No había engaño en ese anuncio: una vez adentro me encontré con una intensa y durísima historia de amor entre dos judíos neuróticos de Nueva York en los 60; un romance tormentoso entre una estudiante de Letras clásicas destinada a padecer y un joven escritor que se gana la vida como profesor de literatura mientras busca contener la locura de su mujer en pequeños departamentos más parecidos a un placard que a un hogar, en el contexto de un Estados Unidos efervescente de arte, de ideas y de ambiciones de futuro.
"Casi todos nuestros amigos eran judíos negros, homosexuales, más o menos adictos a las drogas, muy inteligentes, muy nerviosos o una combinación de dos o tres de esas cosas". Nina Simone y Thelonius Monk tocaban a unas cuadras y "Elvis Prestley y Allen Ginsberg eran los reyes de los sentimientos". El amor y la muerte eran el tópico y esto se veía en el cine, donde tenían éxito películas como Orfeo Negro o Hiroshima, mon amour. Ir al cine después de las peleas era como ir a la iglesia, dice el narrador en un momento.
Sylvia, de Leonard Michaels (1933-2003) es una autobiografía -el género no se llamaba entonces "autoficción " o "literatura del yo" sino memoire– de calidad sublime, trabajada por su autor a lo largo de 30 años.

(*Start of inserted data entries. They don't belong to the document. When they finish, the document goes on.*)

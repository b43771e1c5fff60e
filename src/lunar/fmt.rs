//! Can-Chi (sexagenary) names and the lucky-hour table.
//!
//! Years, months and days each carry a name made of one of ten heavenly
//! stems (Can) and one of twelve earthly branches (Chi); the combined cycle
//! repeats every 60 steps.

/// The ten heavenly stems (Can).
pub const CAN: [&str; 10] = [
    "Giáp", "Ất", "Bính", "Đinh", "Mậu", "Kỷ", "Canh", "Tân", "Nhâm", "Quý",
];
/// The twelve earthly branches (Chi).
pub const CHI: [&str; 12] = [
    "Tý", "Sửu", "Dần", "Mão", "Thìn", "Tỵ", "Ngọ", "Mùi", "Thân", "Dậu", "Tuất", "Hợi",
];

/// Returns the Can-Chi name of a lunar year.
///
/// # Example
///
/// ```
/// use amlich::lunar::fmt;
///
/// assert_eq!("Giáp Thìn", fmt::can_chi_year(2024));
/// ```
pub fn can_chi_year(year: i32) -> String {
    let can = CAN[(year + 6).rem_euclid(10) as usize];
    let chi = CHI[(year + 8).rem_euclid(12) as usize];
    format!("{can} {chi}")
}

/// Returns the Can-Chi name of a lunar month; the stem depends on the lunar
/// year, the branch is fixed per month (month 1 is always Dần).
///
/// # Example
///
/// ```
/// use amlich::lunar::fmt;
///
/// assert_eq!("Bính Dần", fmt::can_chi_month(1, 2024));
/// ```
pub fn can_chi_month(month: u32, year: i32) -> String {
    let can = CAN[(i64::from(year) * 12 + i64::from(month) + 3).rem_euclid(10) as usize];
    let chi = CHI[((month + 1) % 12) as usize];
    format!("{can} {chi}")
}

/// Returns the Can-Chi name of the day with Julian day number `jdn`.
///
/// # Example
///
/// ```
/// use amlich::{lunar::fmt, Date};
///
/// let jdn = Date::from_ymd(2000, 1, 1).jdn();
/// assert_eq!("Mậu Ngọ", fmt::can_chi_day(jdn));
/// ```
pub fn can_chi_day(jdn: i32) -> String {
    let can = CAN[(jdn + 9).rem_euclid(10) as usize];
    let chi = CHI[(jdn + 1).rem_euclid(12) as usize];
    format!("{can} {chi}")
}

/// Returns the favorable double-hours (giờ hoàng đạo) of the day with
/// Julian day number `jdn`, keyed by the day's branch.
pub fn lucky_hours(jdn: i32) -> &'static str {
    const HOURS: [&str; 12] = [
        // Tý
        "Tý (23-1), Sửu (1-3), Mão (5-7), Ngọ (11-13), Thân (15-17), Dậu (17-19)",
        // Sửu
        "Dần (3-5), Mão (5-7), Tỵ (9-11), Thân (15-17), Tuất (19-21), Hợi (21-23)",
        // Dần
        "Tý (23-1), Sửu (1-3), Thìn (7-9), Tỵ (9-11), Mùi (13-15), Tuất (19-21)",
        // Mão
        "Tý (23-1), Dần (3-5), Mão (5-7), Ngọ (11-13), Mùi (13-15), Dậu (17-19)",
        // Thìn
        "Dần (3-5), Thìn (7-9), Tỵ (9-11), Thân (15-17), Dậu (17-19), Hợi (21-23)",
        // Tỵ
        "Sửu (1-3), Thìn (7-9), Ngọ (11-13), Mùi (13-15), Tuất (19-21), Hợi (21-23)",
        // Ngọ
        "Tý (23-1), Sửu (1-3), Mão (5-7), Ngọ (11-13), Thân (15-17), Dậu (17-19)",
        // Mùi
        "Dần (3-5), Mão (5-7), Tỵ (9-11), Thân (15-17), Tuất (19-21), Hợi (21-23)",
        // Thân
        "Tý (23-1), Sửu (1-3), Thìn (7-9), Tỵ (9-11), Mùi (13-15), Tuất (19-21)",
        // Dậu
        "Tý (23-1), Dần (3-5), Mão (5-7), Ngọ (11-13), Mùi (13-15), Dậu (17-19)",
        // Tuất
        "Dần (3-5), Thìn (7-9), Tỵ (9-11), Thân (15-17), Dậu (17-19), Hợi (21-23)",
        // Hợi
        "Sửu (1-3), Thìn (7-9), Ngọ (11-13), Mùi (13-15), Tuất (19-21), Hợi (21-23)",
    ];
    HOURS[(jdn + 1).rem_euclid(12) as usize]
}
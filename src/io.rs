use std::fmt;
use std::fs::File;
use std::io::{BufReader, Write};
use std::path::Path;

use geo::Geometry;
use geojson::{Feature, FeatureCollection, GeoJson, Value as GeoJsonValue};
use log::{debug, info};
use serde_json::Value as JsonValue;

use crate::error::{Error, Result};
use crate::segment::Segment;

/// Endpoint label as found in a feature property.
#[derive(Debug, Clone, PartialEq, Eq, Hash)]
pub enum EndpointId {
    Number(i64),
    Text(String),
}

impl fmt::Display for EndpointId {
    fn fmt(&self, f: &mut fmt::Formatter<'_>) -> fmt::Result {
        match self {
            EndpointId::Number(n) => write!(f, "{}", n),
            EndpointId::Text(s) => f.write_str(s),
        }
    }
}

/// Names of the feature properties carrying the endpoint ids.
#[derive(Debug, Clone)]
pub struct SegmentFields {
    pub start: String,
    pub end: String,
}

impl Default for SegmentFields {
    fn default() -> Self {
        SegmentFields {
            start: "start_id".to_string(),
            end: "end_id".to_string(),
        }
    }
}

fn read_features(path: &Path) -> Result<Vec<Feature>> {
    info!("Loading file: {}", path.display());
    let file = File::open(path)?;
    let features = match GeoJson::from_reader(BufReader::new(file))? {
        GeoJson::FeatureCollection(collection) => collection.features,
        GeoJson::Feature(feature) => vec![feature],
        GeoJson::Geometry(geometry) => vec![Feature {
            bbox: None,
            geometry: Some(geometry),
            id: None,
            properties: None,
            foreign_members: None,
        }],
    };
    info!("Found {} features in file", features.len());
    Ok(features)
}

/// Loads every geometry of a GeoJSON document, skipping features without one.
pub fn load_geometries(path: &Path) -> Result<Vec<Geometry<f64>>> {
    read_features(path)?
        .into_iter()
        .filter_map(|feature| feature.geometry)
        .map(|geometry| -> Result<Geometry<f64>> { Ok(Geometry::try_from(geometry)?) })
        .collect()
}

/// Loads segment records: one per feature, ids taken from `fields`.
pub fn load_segments(path: &Path, fields: &SegmentFields) -> Result<Vec<Segment<EndpointId>>> {
    let features = read_features(path)?;
    let total_features = features.len();
    let mut segments = Vec::with_capacity(total_features);

    for (index, feature) in features.into_iter().enumerate() {
        if (index + 1) % 1000 == 0 {
            debug!("Processing feature {}/{}", index + 1, total_features);
        }
        let start_id = endpoint_id(&feature, index, &fields.start)?;
        let end_id = endpoint_id(&feature, index, &fields.end)?;
        let Some(geometry) = feature.geometry else {
            debug!("Skipping feature {} ({} to {}) without geometry", index, start_id, end_id);
            continue;
        };
        let geometry = Geometry::<f64>::try_from(geometry)?;
        segments.push(Segment::from_geometry(start_id, end_id, geometry)?);
    }

    info!("Loaded {} segments from file", segments.len());
    Ok(segments)
}

fn endpoint_id(feature: &Feature, index: usize, name: &str) -> Result<EndpointId> {
    let invalid = || Error::InvalidProperty {
        index,
        name: name.to_string(),
    };
    match feature.property(name) {
        None => Err(Error::MissingProperty {
            index,
            name: name.to_string(),
        }),
        Some(JsonValue::Number(number)) => number.as_i64().map(EndpointId::Number).ok_or_else(invalid),
        Some(JsonValue::String(text)) => Ok(EndpointId::Text(text.clone())),
        Some(_) => Err(invalid()),
    }
}

/// Writes the result as a FeatureCollection holding one feature, or none
/// when there is no result.
pub fn write_geometry<W: Write>(writer: W, geometry: Option<&Geometry<f64>>) -> Result<()> {
    let features: Vec<Feature> = geometry
        .map(|geometry| Feature {
            bbox: None,
            geometry: Some(geojson::Geometry::new(GeoJsonValue::from(geometry))),
            id: None,
            properties: Some(serde_json::Map::new()),
            foreign_members: None,
        })
        .into_iter()
        .collect();

    let feature_collection = FeatureCollection {
        bbox: None,
        features,
        foreign_members: None,
    };
    serde_json::to_writer_pretty(writer, &feature_collection)?;
    Ok(())
}
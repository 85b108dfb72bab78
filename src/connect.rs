use std::hash::Hash;
use std::marker::PhantomData;

use geo::Geometry;
use log::debug;

use crate::backend::GeometryBackend;
use crate::chain::{assemble, assemble_from, Assembly};
use crate::error::Result;
use crate::segment::{EndpointIndex, Segment};
use crate::shape::shape;
use crate::udf::{Accumulator, Algebraic};

/// Reconnects a batch of segments into polygons and line strings.
///
/// Returns `None` for an empty batch, the geometry itself when the segments
/// form one connected group, and a geometry collection in chain order
/// otherwise.
pub fn connect<Id: Eq + Hash + Clone>(segments: &[Segment<Id>]) -> Option<Geometry<f64>> {
    let assemblies = assemble(segments);
    shape(assemblies.iter().map(|assembly| &assembly.chain))
}

/// [`connect`] over encoded `(start_id, end_id, geometry)` records.
///
/// Decoding errors from the backend abort the call unchanged.
pub fn connect_encoded<Id, B, G>(
    backend: &B,
    records: impl IntoIterator<Item = (Id, Id, G)>,
) -> Result<Option<Vec<u8>>>
where
    Id: Eq + Hash + Clone,
    B: GeometryBackend,
    G: AsRef<[u8]>,
{
    let segments = records
        .into_iter()
        .map(|(start_id, end_id, encoded)| {
            Segment::from_geometry(start_id, end_id, backend.parse(encoded.as_ref())?)
        })
        .collect::<Result<Vec<_>>>()?;
    connect(&segments)
        .map(|geometry| backend.serialize(&geometry))
        .transpose()
}

/// Connects the segments of one group as they arrive batch by batch.
///
/// After any sequence of batches the value equals [`connect`] over all
/// segments received so far, in receipt order. Chains whose open ends no new
/// segment touches are kept as they are; the walk resumes at the first chain
/// a batch can extend.
#[derive(Debug, Clone)]
pub struct ConnectAccumulator<Id> {
    segments: Vec<Segment<Id>>,
    index: EndpointIndex<Id>,
    visited: Vec<bool>,
    assemblies: Vec<Assembly<Id>>,
}

impl<Id> Default for ConnectAccumulator<Id> {
    fn default() -> Self {
        ConnectAccumulator {
            segments: Vec::new(),
            index: EndpointIndex::default(),
            visited: Vec::new(),
            assemblies: Vec::new(),
        }
    }
}

impl<Id: Eq + Hash + Clone> ConnectAccumulator<Id> {
    pub fn new() -> Self {
        Self::default()
    }

    /// Chains assembled over everything received so far.
    pub fn assemblies(&self) -> &[Assembly<Id>] {
        &self.assemblies
    }

    pub fn num_segments(&self) -> usize {
        self.segments.len()
    }

    /// Position of the first chain that a segment at or after `first_new`
    /// would extend at its head or tail.
    fn first_extended(&self, first_new: usize) -> Option<usize> {
        let extends = |id: &Id| {
            self.index
                .touching(id)
                .iter()
                .any(|&position| position >= first_new && !self.segments[position].is_self_loop())
        };
        self.assemblies.iter().position(|assembly| {
            let lone_loop = assembly.members.len() == 1
                && self.segments[assembly.members[0]].is_self_loop();
            !lone_loop && (extends(&assembly.head_id) || extends(&assembly.tail_id))
        })
    }
}

impl<Id: Eq + Hash + Clone> Accumulator for ConnectAccumulator<Id> {
    type Batch = Vec<Segment<Id>>;
    type Output = Geometry<f64>;

    fn accumulate(&mut self, batch: Vec<Segment<Id>>) {
        if batch.is_empty() {
            return;
        }
        debug!("Accumulating {} more segments", batch.len());
        let first_new = self.segments.len();
        for segment in batch {
            self.index.insert(self.segments.len(), &segment);
            self.segments.push(segment);
        }

        // Chains before the first extended one come out of a single pass
        // unchanged. That chain and every later one are walked again from
        // its seed, which is its lowest member.
        let first_seed = match self.first_extended(first_new) {
            Some(position) => {
                let reopened = self.assemblies.split_off(position);
                debug!("Reopening {} chains", reopened.len());
                let mut first_seed = first_new;
                for assembly in reopened {
                    for member in assembly.members {
                        self.visited[member] = false;
                        first_seed = first_seed.min(member);
                    }
                }
                first_seed
            }
            None => first_new,
        };
        assemble_from(
            &self.segments,
            &self.index,
            &mut self.visited,
            first_seed,
            &mut self.assemblies,
        );
    }

    fn current_value(&self) -> Option<Geometry<f64>> {
        shape(self.assemblies.iter().map(|assembly| &assembly.chain))
    }

    fn reset(&mut self) {
        self.segments.clear();
        self.index.clear();
        self.visited.clear();
        self.assemblies.clear();
    }
}

/// Connect as a tree of partial reductions.
///
/// Partials are segment lists: an intermediate step connects what it
/// receives and hands each assembled chain on as one segment labelled by its
/// open ends, so later steps can keep joining across partials.
#[derive(Debug, Clone, Copy)]
pub struct ConnectAggregate<Id> {
    _id: PhantomData<fn() -> Id>,
}

impl<Id> Default for ConnectAggregate<Id> {
    fn default() -> Self {
        ConnectAggregate { _id: PhantomData }
    }
}

impl<Id: Eq + Hash + Clone> Algebraic for ConnectAggregate<Id> {
    type Record = Segment<Id>;
    type Partial = Vec<Segment<Id>>;
    type Output = Geometry<f64>;

    /// Leaves receive single-record bags; the first record stands for the bag.
    fn initial(&self, bag: &[Segment<Id>]) -> Option<Vec<Segment<Id>>> {
        bag.first().map(|segment| vec![segment.clone()])
    }

    fn intermediate(&self, partials: Vec<Vec<Segment<Id>>>) -> Option<Vec<Segment<Id>>> {
        let segments: Vec<Segment<Id>> = partials.into_iter().flatten().collect();
        if segments.is_empty() {
            return None;
        }
        Some(
            assemble(&segments)
                .into_iter()
                .map(Assembly::into_segment)
                .collect(),
        )
    }

    fn finalize(&self, partials: Vec<Vec<Segment<Id>>>) -> Option<Geometry<f64>> {
        let segments: Vec<Segment<Id>> = partials.into_iter().flatten().collect();
        connect(&segments)
    }
}

#[cfg(test)]
mod tests {
    use super::*;
    use crate::backend::GeoBackend;
    use geo::{line_string, polygon, LineString};
    use test_log::test;

    fn segment(start: i64, end: i64, line: LineString<f64>) -> Segment<i64> {
        Segment::new(start, end, line.0)
    }

    fn triangle() -> Vec<Segment<i64>> {
        vec![
            segment(1, 2, line_string![(x: 0., y: 0.), (x: 2., y: 0.), (x: 3., y: 1.)]),
            segment(2, 3, line_string![(x: 3., y: 1.), (x: 2., y: 2.)]),
            segment(3, 1, line_string![(x: 2., y: 2.), (x: 1., y: 2.), (x: 0., y: 0.)]),
        ]
    }

    fn expected_polygon() -> Geometry<f64> {
        Geometry::Polygon(polygon![
            (x: 0., y: 0.),
            (x: 2., y: 0.),
            (x: 3., y: 1.),
            (x: 2., y: 2.),
            (x: 1., y: 2.),
            (x: 0., y: 0.)
        ])
    }

    fn open_line() -> Segment<i64> {
        segment(7, 8, line_string![(x: 10., y: 8.), (x: 8., y: 5.)])
    }

    #[test]
    fn triangle_becomes_polygon() {
        assert_eq!(connect(&triangle()), Some(expected_polygon()));
    }

    #[test]
    fn reversed_segment_gives_same_polygon() {
        let mut segments = triangle();
        segments[1] = segment(3, 2, line_string![(x: 2., y: 2.), (x: 3., y: 1.)]);
        assert_eq!(connect(&segments), Some(expected_polygon()));
    }

    #[test]
    fn disconnected_shapes_make_a_collection() {
        let mut segments = triangle();
        segments.push(open_line());

        let Some(Geometry::GeometryCollection(collection)) = connect(&segments) else {
            panic!("expected a geometry collection");
        };
        assert_eq!(
            collection.0,
            vec![
                expected_polygon(),
                Geometry::LineString(line_string![(x: 10., y: 8.), (x: 8., y: 5.)]),
            ]
        );
    }

    #[test]
    fn polygon_records_pass_through_as_polygons() {
        let first = polygon![(x: 0., y: 0.), (x: 2., y: 0.), (x: 3., y: 1.), (x: 0., y: 0.)];
        let second = polygon![(x: 5., y: 5.), (x: 5., y: 6.), (x: 6., y: 5.), (x: 5., y: 5.)];
        let segments = vec![
            Segment::from_geometry(1, 1, Geometry::Polygon(first.clone())).unwrap(),
            Segment::from_geometry(2, 2, Geometry::Polygon(second.clone())).unwrap(),
            open_line(),
        ];

        let Some(Geometry::GeometryCollection(collection)) = connect(&segments) else {
            panic!("expected a geometry collection");
        };
        assert_eq!(collection.0.len(), 3);
        assert_eq!(collection.0[0], Geometry::Polygon(first));
        assert_eq!(collection.0[1], Geometry::Polygon(second));
        assert!(matches!(collection.0[2], Geometry::LineString(_)));
    }

    #[test]
    fn empty_batch_has_no_result() {
        assert_eq!(connect::<i64>(&[]), None);
    }

    #[test]
    fn two_batches_match_one() {
        let mut segments = triangle();
        let last = segments.split_off(2);

        let mut accumulator = ConnectAccumulator::new();
        accumulator.accumulate(segments);
        assert!(matches!(accumulator.current_value(), Some(Geometry::LineString(_))));

        accumulator.accumulate(last);
        assert_eq!(accumulator.current_value(), connect(&triangle()));
        assert_eq!(accumulator.current_value(), Some(expected_polygon()));
        assert_eq!(accumulator.num_segments(), 3);
    }

    #[test]
    fn late_segment_bridges_two_open_chains() {
        let first = segment(1, 2, line_string![(x: 0., y: 0.), (x: 1., y: 0.)]);
        let third = segment(3, 4, line_string![(x: 2., y: 0.), (x: 3., y: 0.)]);
        let bridge = segment(2, 3, line_string![(x: 1., y: 0.), (x: 2., y: 0.)]);

        let mut accumulator = ConnectAccumulator::new();
        accumulator.accumulate(vec![first.clone(), third.clone()]);
        assert_eq!(accumulator.assemblies().len(), 2);

        accumulator.accumulate(vec![bridge.clone()]);
        assert_eq!(accumulator.assemblies().len(), 1);
        assert_eq!(accumulator.current_value(), connect(&[first, third, bridge]));
    }

    #[test]
    fn late_segment_extends_a_closed_ring() {
        // In one pass the ring's tail at id 1 keeps going into the new segment.
        let spur = segment(1, 5, line_string![(x: 0., y: 0.), (x: -1., y: 0.)]);
        let mut all = triangle();
        all.push(open_line());
        all.push(spur.clone());

        let mut accumulator = ConnectAccumulator::new();
        accumulator.accumulate(triangle());
        accumulator.accumulate(vec![open_line()]);
        assert_eq!(accumulator.assemblies().len(), 2);
        assert!(accumulator.assemblies()[0].chain.is_closed());

        accumulator.accumulate(vec![spur]);
        assert_eq!(accumulator.assemblies(), &assemble(&all)[..]);
        assert!(!accumulator.assemblies()[0].chain.is_closed());
        assert_eq!(accumulator.current_value(), connect(&all));
    }

    #[test]
    fn single_segment_batches_match_one_batch() {
        let mut segments = triangle();
        segments.extend([
            segment(7, 8, line_string![(x: 10., y: 8.), (x: 8., y: 5.)]),
            segment(9, 9, line_string![(x: 5., y: 5.), (x: 5., y: 6.), (x: 6., y: 5.), (x: 5., y: 5.)]),
            segment(9, 7, line_string![(x: 5., y: 5.), (x: 10., y: 8.)]),
            segment(2, 6, line_string![(x: 3., y: 1.), (x: 4., y: 1.)]),
            segment(8, 10, line_string![(x: 8., y: 5.), (x: 7., y: 4.)]),
            segment(11, 12, line_string![(x: 20., y: 20.), (x: 21., y: 20.)]),
        ]);

        let mut accumulator = ConnectAccumulator::new();
        for (received, segment) in segments.iter().enumerate() {
            accumulator.accumulate(vec![segment.clone()]);
            assert_eq!(
                accumulator.assemblies(),
                &assemble(&segments[..=received])[..]
            );
        }
        assert_eq!(accumulator.current_value(), connect(&segments));
    }

    #[test]
    fn reset_forgets_the_group() {
        let mut accumulator = ConnectAccumulator::new();
        accumulator.accumulate(triangle());
        accumulator.reset();

        assert_eq!(accumulator.current_value(), None);
        accumulator.accumulate(vec![open_line()]);
        assert!(matches!(accumulator.current_value(), Some(Geometry::LineString(_))));
    }

    #[test]
    fn partial_reductions_match_direct_call() {
        let aggregate = ConnectAggregate::default();
        let mut segments = triangle();
        segments.push(open_line());

        let leaves: Vec<Vec<Segment<i64>>> = segments
            .chunks(1)
            .filter_map(|bag| aggregate.initial(bag))
            .collect();
        let mut leaves = leaves.into_iter();
        let left: Vec<_> = leaves.by_ref().take(2).collect();
        let right: Vec<_> = leaves.collect();

        let partials: Vec<_> = [left, right]
            .into_iter()
            .filter_map(|group| aggregate.intermediate(group))
            .collect();
        assert_eq!(aggregate.finalize(partials), connect(&segments));
    }

    #[test]
    fn intermediate_of_nothing_is_nothing() {
        let aggregate = ConnectAggregate::<i64>::default();
        assert_eq!(aggregate.intermediate(vec![]), None);
        assert_eq!(aggregate.finalize(vec![]), None);
        assert_eq!(aggregate.initial(&[]), None);
    }

    #[test]
    fn encoded_records_round_trip_through_the_backend() {
        let records = vec![
            (1, 2, r#"{"type": "LineString", "coordinates": [[0, 0], [2, 0], [3, 1]]}"#),
            (3, 2, r#"{"type": "LineString", "coordinates": [[2, 2], [3, 1]]}"#),
            (3, 1, r#"{"type": "LineString", "coordinates": [[2, 2], [1, 2], [0, 0]]}"#),
        ];

        let encoded = connect_encoded(&GeoBackend, records).unwrap().unwrap();
        assert_eq!(GeoBackend.parse(&encoded).unwrap(), expected_polygon());
    }

    #[test]
    fn malformed_record_aborts_the_call() {
        let records = vec![(1, 2, "LINESTRING(0 0, 1 1)")];
        assert!(connect_encoded(&GeoBackend, records).is_err());
    }

    #[test]
    fn empty_records_encode_to_nothing() {
        let records: Vec<(i64, i64, &str)> = vec![];
        assert_eq!(connect_encoded(&GeoBackend, records).unwrap(), None);
    }
}
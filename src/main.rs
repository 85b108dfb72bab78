use std::fs::File;
use std::io::{self, BufWriter};
use std::path::{Path, PathBuf};

use clap::{Arg, ArgAction, ArgMatches, Command};
use geo::Geometry;
use pigeon_udf::io::write_geometry;
use pigeon_udf::{connect_files, convex_hull_files, difference_files, SegmentFields};

fn output_arg() -> Arg {
    Arg::new("output")
        .short('o')
        .long("output")
        .num_args(1)
        .help("Write the resulting GeoJSON here instead of stdout")
}

fn files_arg() -> Arg {
    Arg::new("files")
        .num_args(1..)
        .required(true)
        .help("Input GeoJSON files")
}

fn cli() -> Command {
    Command::new("Pigeon")
        .version("1.0")
        .author("Jesper Fjellin")
        .about("Spatial functions over GeoJSON: reconnect segments, convex hull, difference")
        .subcommand_required(true)
        .subcommand(
            Command::new("connect")
                .about("Reconnect labelled segments into polygons and line strings")
                .arg(files_arg())
                .arg(
                    Arg::new("start-field")
                        .long("start-field")
                        .num_args(1)
                        .default_value("start_id")
                        .help("Feature property holding the id of a segment's first point"),
                )
                .arg(
                    Arg::new("end-field")
                        .long("end-field")
                        .num_args(1)
                        .default_value("end_id")
                        .help("Feature property holding the id of a segment's last point"),
                )
                .arg(
                    Arg::new("batch-size")
                        .long("batch-size")
                        .num_args(1)
                        .value_parser(clap::value_parser!(usize))
                        .help("Feed segments to the accumulator in batches of this size"),
                )
                .arg(output_arg()),
        )
        .subcommand(
            Command::new("convex-hull")
                .about("Convex hull of every geometry in the input files")
                .arg(files_arg())
                .arg(output_arg()),
        )
        .subcommand(
            Command::new("difference")
                .about("First geometry of A minus the first geometry of B")
                .arg(Arg::new("a").required(true).help("GeoJSON file holding A"))
                .arg(Arg::new("b").required(true).help("GeoJSON file holding B"))
                .arg(output_arg()),
        )
        .arg(
            Arg::new("quiet")
                .short('q')
                .long("quiet")
                .global(true)
                .action(ArgAction::SetTrue)
                .help("Do not print the summary line"),
        )
}

fn input_files(matches: &ArgMatches) -> Vec<PathBuf> {
    matches
        .try_get_many::<String>("files")
        .ok()
        .flatten()
        .into_iter()
        .flatten()
        .map(PathBuf::from)
        .collect()
}

fn emit(matches: &ArgMatches, geometry: Option<&Geometry<f64>>) -> pigeon_udf::Result<()> {
    match matches.get_one::<String>("output") {
        Some(path) => write_geometry(BufWriter::new(File::create(path)?), geometry),
        None => write_geometry(io::stdout().lock(), geometry),
    }
}

fn run(matches: &ArgMatches) -> pigeon_udf::Result<String> {
    match matches.subcommand() {
        Some(("connect", sub)) => {
            let files = input_files(sub);
            let mut fields = SegmentFields::default();
            if let Some(start) = sub.get_one::<String>("start-field") {
                fields.start = start.clone();
            }
            if let Some(end) = sub.get_one::<String>("end-field") {
                fields.end = end.clone();
            }
            let batch_size = sub.get_one::<usize>("batch-size").copied();

            let result = connect_files(&files, &fields, batch_size)?;
            emit(sub, result.as_ref())?;
            Ok(match result {
                Some(_) => format!("Connected segments from {} files", files.len()),
                None => "No segments found, nothing to connect".to_string(),
            })
        }
        Some(("convex-hull", sub)) => {
            let files = input_files(sub);
            let result = convex_hull_files(&files)?;
            emit(sub, result.as_ref())?;
            Ok(format!("Computed convex hull over {} files", files.len()))
        }
        Some(("difference", sub)) => {
            let (Some(a), Some(b)) = (sub.get_one::<String>("a"), sub.get_one::<String>("b")) else {
                return Ok(String::new());
            };
            let result = difference_files(Path::new(a), Path::new(b))?;
            emit(sub, Some(&result))?;
            Ok(format!("Computed {} minus {}", a, b))
        }
        _ => Ok(String::new()),
    }
}

fn main() {
    env_logger::init();
    let matches = cli().get_matches();

    // Validate that input files exist
    let (_, sub) = matches.subcommand().unzip();
    let mut inputs: Vec<PathBuf> = sub.map(input_files).unwrap_or_default();
    if let Some(sub) = sub {
        for key in ["a", "b"] {
            if let Ok(Some(path)) = sub.try_get_one::<String>(key) {
                inputs.push(PathBuf::from(path));
            }
        }
    }
    for file in &inputs {
        if !file.exists() {
            eprintln!("Error: File not found: {}", file.display());
            std::process::exit(1);
        }
    }

    match run(&matches) {
        Ok(summary) => {
            if !matches.get_flag("quiet") && !summary.is_empty() {
                eprintln!("{}", summary);
            }
        }
        Err(e) => {
            eprintln!("Error processing files: {}", e);
            if matches!(e, pigeon_udf::Error::MissingProperty { .. }) {
                eprintln!("Use --start-field and --end-field to name the endpoint id properties.");
            }
            std::process::exit(1);
        }
    }
}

De hecho, mientras vivía esta historia abrumadora con su primera esposa, Michaels apenas tomaba notas en unos diarios íntimos pero no pensaba todavía en escribir sobre su vida privada. Pudo hacerlo recién en los años 90 y hay fragmentos de aquellos diarios del desahogo reproducidos en el libro. Se trata de frases de profunda infelicidad: "Ya no quiero seguir amándola. Es demasiado difícil" o "No me volveré loco: yo, no. Una cordura absurda me sostiene. Soy una persona corriente. No sé latín ni griego. Lo único que sé es trabajar". O "Estoy sin trabajo, sin trabajo, sin trabajo. No he publicado nada. No tengo nada que decir. Estoy casado con una loca".
Sylvia Bloch es joven, brillante y sufriente. Viene de una historia familiar difícil y su inestabilidad emocional la hace tan atractiva como imposible de acompañar. En medio de ese "te amo, te odio, dame más", no puede disfrutar su talento ni le permite al hombre que la ama disfrutar nada de lo que viven. Se piensa fea, se piensa poca cosa, nada es suficiente para colmar tanta insatisfacción. "Daría 30 puntos de mi coeficiente intelectual por una nariz más corta", se queja. "Tenía pesadillas y oía voces burlonas, como si la muerte de sus padres la hubiera vuelto despreciable", cuenta muchos años después el narrador.
Todo entre ellos es pasión, locura y daño. Él se enamora de ella en cuanto la ve, la conoce en la casa de una amiga en común, en el centro del Greenwich Village. Ella se está peinando y lo ignora planificadamente. "El cepillo estuvo bajando y saliendo de su pelo hasta que ella dejó de repente de cepillárselo, entró en el cuarto de estar, se dejó caer sobre el sofá, se recostó en la pared de ladrillo y se abandonó totalmente. Después, sus ojos, tras un flequillo largo y negro, se movieron y me miró. La cuestión de qué hacer con mi vida en los cuatro años siguientes quedó resuelta".
La muchacha es pura angustia y posesividad; él vive esa intensidad casi con resignación. La violencia se instala entre ellos y se gana un espacio como un miembro más de esa pareja. El infierno está con nosotros. El infierno está en nosotros, parece decir el narrador, aunque aclara que hubo también en esos años momentos claros y luminosos pero son más difíciles de evocar. "Sylvia podía estar alegre y divertida, pero resulta más fácil recordar los malos momentos. Eran más sensacionales; también resulta menos doloroso ahora que el recuerdo de lo que me gustaba…".
Historia de un romance maldito, Sylvia es amor y platos rotos, sexo salvaje y pastillas de Seconal. Así chiquito como se ve, se trata de un gran libro publicado por Libros del Asteroide, una excelente recuperación de una obra poco conocida en el mundo de habla hispana que cuenta, además, con el acompañamiento de un texto iluminador de Alan Pauls cuya lectura recomiendo fervorosamente, aunque con una salvedad. Creo que el texto debió ir como posfacio y no como prólogo y, por eso, la sugerencia es que lean sin falta ese artículo de Pauls pero recién después de leer el volcánico e inolvidable relato de Michaels.